他的背影再也不是那么坚挺,有了几分饱经风霜的暮年感。
短短一个星期,一个完整的家庭支离破碎。
幸好我还有宝宝。
她是个女孩。
我给她取名叫元悦。
元悦,一是希望宝宝能开心。
二是谐音「元月」,一年之初,万象更新,新的开始。
我希望她无论如何,无论遇到什么挫折,都能重新开始。
三是谐音「圆月」,团圆,圆满,希望她的人生可以圆圆满满,没有缺憾。
我没有的东西,我渴望得到的,我的宝宝一定要有。
6\.
蒋榭没再来打扰过我,但是公公婆婆听说了这件事,坐飞机来到异地城市找我。
婆婆是个善良的人。
我去开门,她站在门口一见到我,还没开口,眼泪就哗哗往下流。
她牵着我的手,不停地说:「瘦了,瘦了,小静你怎么瘦成这样了?」
我握住她冰凉的手,摇头:「我也不知道。」
这一个星期,我居然瘦了十斤。
明明保姆做饭也好吃,明明我吃的也不少。
之前怎么减肥都没减下来,现在倒是轻而易举。
「都是蒋榭的错,是我们家对不起你。有什么需要的,你尽管提。」
「现在我身体不好,也帮不了你带孩子。」
婆婆说着,提到我的父母,又哭起来。
「如果你妈妈还在,根本不会让你受这种苦。当年她走的时候,我还答应她要照顾好你,现在却成了这样。」
「等我下去,你妈妈肯定要怨我,怪我没照顾好你。」
「我对不起她,也对不起你。
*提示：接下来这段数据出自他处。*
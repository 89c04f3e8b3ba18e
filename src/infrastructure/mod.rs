// SPDX-License-Identifier: MPL-2.0
//! Infrastructure adapters implementing the application ports.

pub mod system_scheme;
pub mod toml_store;

pub use system_scheme::DesktopSchemeSource;
pub use toml_store::TomlPreferenceStore;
」
婆婆在一边流泪,一向沉默的公公也忍不住揉眼睛。
我抱着婆婆,忍住泪水道:「妈,别说了,这不是你的错。我妈也不会怪你,你们照顾我这么多年,够了,真的够了。」
婆婆和我妈是好闺蜜,所以把房买在一起。
当年我妈识人不清婚姻不幸福,年纪轻轻离了婚带着我,是婆婆一直帮助她。
后来我上高中,我妈又因癌症去世,她把我托付给我婆婆,她瞒着我让我准备高考,我这辈子都遗憾没来得及见我妈最后一面。
婆婆搂着我,任由我的眼泪砸在她的肩头。
她说:「小静,以后我就是你妈,你就是我的亲生女儿,你把我当亲妈一样。」
婆婆说到了,也做到了。
大学时我的生活费,总是比蒋榭多三百。
婆婆看到好看的衣服也会给我买,而给蒋榭买的都是便宜货。
放假回家,桌子上的饭菜总是我爱吃的,我不爱吃葱,婆婆每道菜都不放葱,就算有,也会让蒋榭帮我挑出来
我时常在心里感慨,我妈看男人的眼光不行,看闺蜜的眼光不错。
婆婆说我一个人太辛苦,她想留下来帮我带孩子。
我拒绝了。
老人家坐飞机来也累了,心意到了就够了,怎么还能麻烦她。
她看着悦悦的时候,特别高兴,说这孩子跟我小时候一模一样,大眼睛,高鼻梁,一看以后就招人喜欢,是个小美女。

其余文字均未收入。